◆ **Exercise**
Scan the records below for the word "dbupd". Copy each line where it appears.

▬▬▬

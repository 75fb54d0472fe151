//! End-to-end comparison scenarios
//!
//! Each test builds a small expected log and trace document the way a
//! battlefield run would produce them, then checks the report.

use battlefield_core::{compare, parse_expected_events, TraceDocument, UnmatchedEvent};
use serde_json::{json, Value};

fn action_trace(receiver: &str, account: &str, name: &str, data: Value) -> Value {
    json!({
        "receiver": receiver,
        "action": {
            "account": account,
            "name": name,
            "jsonData": data.to_string()
        }
    })
}

fn db_op(code: &str, table: &str, pkey: &str, data: Value) -> Value {
    json!({
        "operation": "OPERATION_INSERT",
        "code": code,
        "scope": code,
        "tableName": table,
        "primaryKey": pkey,
        "newDataJson": data.to_string()
    })
}

fn document(transactions: Vec<Value>) -> TraceDocument {
    serde_json::from_value(json!([{ "unfilteredTransactionTraces": transactions }])).unwrap()
}

fn expected(lines: &[Value]) -> Vec<battlefield_core::ExpectedEvent> {
    let text: Vec<String> = lines.iter().map(Value::to_string).collect();
    parse_expected_events(&text.join("\n")).unwrap()
}

/// One expected action, one matching trace
#[test]
fn test_single_action_matches() {
    let expected = expected(&[json!({
        "type": "action",
        "trx_id": "t1",
        "account": "battlefield1",
        "receiver": "battlefield1",
        "action_name": "dbins",
        "params": {"account": "battlefield1"}
    })]);
    let document = document(vec![json!({
        "id": "t1",
        "actionTraces": [action_trace("battlefield1", "battlefield1", "dbins", json!({"account": "battlefield1"}))]
    })]);

    let report = compare(&expected, &document);

    assert_eq!(report.matched_actions, 1);
    assert_eq!(report.failed(), 0);
    assert_eq!(report.exit_code(), 0);
    assert_eq!(report.summary(), "Validated 1 actions and 0 db_ops successfully");
}

/// Primary key mismatch is reported with table and trx id
#[test]
fn test_db_op_primary_key_mismatch() {
    let expected = expected(&[json!({
        "type": "dbop",
        "trx_id": "t1",
        "code": "battlefield1",
        "scope": "battlefield1",
        "table_name": "member",
        "pkey": "5",
        "op": "INS",
        "fields": {}
    })]);
    let document = document(vec![json!({
        "id": "t1",
        "dbOps": [db_op("battlefield1", "member", "6", json!({"id": 6}))]
    })]);

    let report = compare(&expected, &document);

    assert_eq!(report.failed(), 1);
    assert_eq!(report.exit_code(), 1);
    let line = report.failures[0].to_string();
    assert!(line.contains("member"));
    assert!(line.contains("@ trx t1"));
    assert!(report.render_text().contains("Failed 1 out of 0"));
}

/// Two identical expectations, one observation: the second search starts
/// past the first match and finds nothing
#[test]
fn test_repeated_action_consumed_once() {
    let dtrx = json!({
        "type": "action",
        "trx_id": "*",
        "account": "battlefield1",
        "receiver": "battlefield1",
        "action_name": "dtrx",
        "params": {"account": "battlefield1"}
    });
    let expected = expected(&[dtrx.clone(), dtrx]);
    let document = document(vec![json!({
        "id": "d1",
        "actionTraces": [
            action_trace("eosio", "eosio", "onblock", json!({})),
            action_trace("battlefield1", "battlefield1", "dtrx", json!({"account": "battlefield1", "delay_sec": 1}))
        ]
    })]);

    let report = compare(&expected, &document);

    assert_eq!(report.matched_actions, 1);
    assert_eq!(report.failed(), 1);
    assert_eq!(report.matches[0].observed_index, 1);
    assert_eq!(report.failures[0].expected_index(), 1);
}

/// Wildcard trx id matches whatever transaction carried the action
#[test]
fn test_wildcard_trx_id_action() {
    let expected = expected(&[json!({
        "type": "action",
        "trx_id": "*",
        "account": "eosio.token",
        "receiver": "battlefield1",
        "action_name": "transfer",
        "params": {"from": "eosio", "to": "battlefield1", "quantity": "*"}
    })]);
    let document = document(vec![json!({
        "id": "abc123def456",
        "actionTraces": [
            action_trace("eosio.token", "eosio.token", "transfer",
                json!({"from": "eosio", "to": "battlefield1", "quantity": "1.0000 EOS", "memo": ""})),
            action_trace("battlefield1", "eosio.token", "transfer",
                json!({"from": "eosio", "to": "battlefield1", "quantity": "1.0000 EOS", "memo": ""}))
        ]
    })]);

    let report = compare(&expected, &document);

    assert!(report.is_success());
    assert_eq!(report.matches[0].observed_index, 1);
}

/// Noise between matches is skipped; a failure in one pass leaves the
/// other pass untouched
#[test]
fn test_full_battlefield_sequence() {
    let expected = expected(&[
        json!({"type": "action", "trx_id": "t1", "account": "battlefield1", "receiver": "battlefield1", "action_name": "dbins", "params": {"account": "battlefield1"}}),
        json!({"type": "dbop", "trx_id": "t1", "code": "battlefield1", "scope": "battlefield1", "table_name": "member", "pkey": "............1", "op": "INS",
               "fields": {"account": "dbops1", "created_at": "*", "id": 1, "memo": "inserted billed to calling account"}}),
        json!({"type": "dbop", "trx_id": "t1", "code": "battlefield1", "scope": "battlefield1", "table_name": "member", "pkey": "............2", "op": "INS",
               "fields": {"account": "dbops2", "created_at": "*", "id": 2}}),
        json!({"type": "action", "trx_id": "t2", "account": "battlefield1", "receiver": "battlefield1", "action_name": "dbupd", "params": {"account": "battlefield2"}}),
        json!({"type": "action", "trx_id": "t3", "account": "battlefield1", "receiver": "battlefield1", "action_name": "dbrem", "params": {"account": "battlefield1"}}),
        json!({"type": "dbop", "trx_id": "t3", "code": "battlefield1", "scope": "battlefield1", "table_name": "member", "pkey": "............1", "op": "REM", "fields": {}}),
        json!({"type": "permop", "trx_id": "t3"}),
    ]);

    let document: TraceDocument = serde_json::from_value(json!([
        {"unfilteredTransactionTraces": [
            {"id": "onblock-1", "actionTraces": [action_trace("eosio", "eosio", "onblock", json!({}))]},
            {"id": "t1",
             "actionTraces": [action_trace("battlefield1", "battlefield1", "dbins", json!({"account": "battlefield1"}))],
             "dbOps": [
                db_op("eosio", "userres", "battlefield1", json!({"owner": "battlefield1"})),
                db_op("battlefield1", "member", "............1",
                    json!({"account": "dbops1", "amount": "0 ", "created_at": "2024-01-01T00:00:00", "expires_at": "1970-01-01T00:00:00", "id": 1, "memo": "inserted billed to calling account"})),
                db_op("battlefield1", "member", "............2",
                    json!({"account": "dbops2", "amount": "0 ", "created_at": "2024-01-01T00:00:00", "expires_at": "1970-01-01T00:00:00", "id": 2, "memo": "inserted billed to self"}))
             ]}
        ]},
        {"unfilteredTransactionTraces": [
            {"id": "t2", "actionTraces": [action_trace("battlefield1", "battlefield1", "dbupd", json!({"account": "battlefield3"}))]},
            {"id": "t3",
             "actionTraces": [action_trace("battlefield1", "battlefield1", "dbrem", json!({"account": "battlefield1"}))],
             "dbOps": [{"operation": "OPERATION_REMOVE", "code": "battlefield1", "scope": "battlefield1", "tableName": "member", "primaryKey": "............1", "newDataJson": ""}]}
        ]}
    ]))
    .unwrap();

    let report = compare(&expected, &document);

    assert_eq!(report.matched_actions, 2);
    assert_eq!(report.matched_db_ops, 3);
    assert_eq!(report.unknown_records.len(), 1);
    assert_eq!(report.unknown_records[0].trx_id, "t3");
    assert!(report
        .render_text()
        .starts_with("Invalid record type: permop for trx_id t3\n"));
    assert_eq!(report.failed(), 1);
    assert!(matches!(
        &report.failures[0],
        UnmatchedEvent::Action { action_name, trx_id, .. } if action_name == "dbupd" && trx_id == "t2"
    ));
    assert_eq!(
        report.failures[0].to_string(),
        "No action found for battlefield1:dbupd @ trx t2"
    );
    assert_eq!(report.exit_code(), 1);
}

/// A db-op record with an unrecognised op code or missing keys is matched
/// like any other record; it never aborts the comparison
#[test]
fn test_odd_db_op_records_do_not_abort_comparison() {
    let expected = expected(&[
        json!({"type": "action", "trx_id": "t1", "account": "battlefield1", "receiver": "battlefield1", "action_name": "dbins", "params": {}}),
        json!({"type": "dbop", "trx_id": "t1", "code": "battlefield1", "scope": "battlefield1", "table_name": "member", "pkey": "1", "op": "DEL", "fields": {"id": 1}}),
        json!({"type": "dbop", "trx_id": "t1", "scope": "battlefield1", "table_name": "member", "op": "DEL"}),
        json!({"type": "dbop", "trx_id": "t1", "code": "battlefield1", "scope": "battlefield1", "table_name": "member", "pkey": "2", "fields": {"id": 2}}),
    ]);
    let document = document(vec![json!({
        "id": "t1",
        "actionTraces": [action_trace("battlefield1", "battlefield1", "dbins", json!({"account": "battlefield1"}))],
        "dbOps": [
            db_op("battlefield1", "member", "1", json!({"id": 1})),
            db_op("battlefield1", "member", "2", json!({"id": 2}))
        ]
    })]);

    let report = compare(&expected, &document);

    assert_eq!(report.matched_actions, 1);
    assert_eq!(report.matched_db_ops, 2);
    assert_eq!(report.failed(), 1);
    assert_eq!(report.failures[0].expected_index(), 2);
    assert_eq!(
        report.failures[0].to_string(),
        "No matching dbop found for table update :member @ trx t1"
    );
}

▬▬▬

◆ **Output of the task**
        json!({"type": "action", "trx_id": "t2", "account": "battlefield1", "receiver": "battlefield1", "action_name": "dbupd", "params": {"account": "battlefield2"}}),
            {"id": "t2", "actionTraces": [action_trace("battlefield1", "battlefield1", "dbupd", json!({"account": "battlefield3"}))]},
        UnmatchedEvent::Action { action_name, trx_id, .. } if action_name == "dbupd" && trx_id == "t2"
        "No action found for battlefield1:dbupd @ trx t2"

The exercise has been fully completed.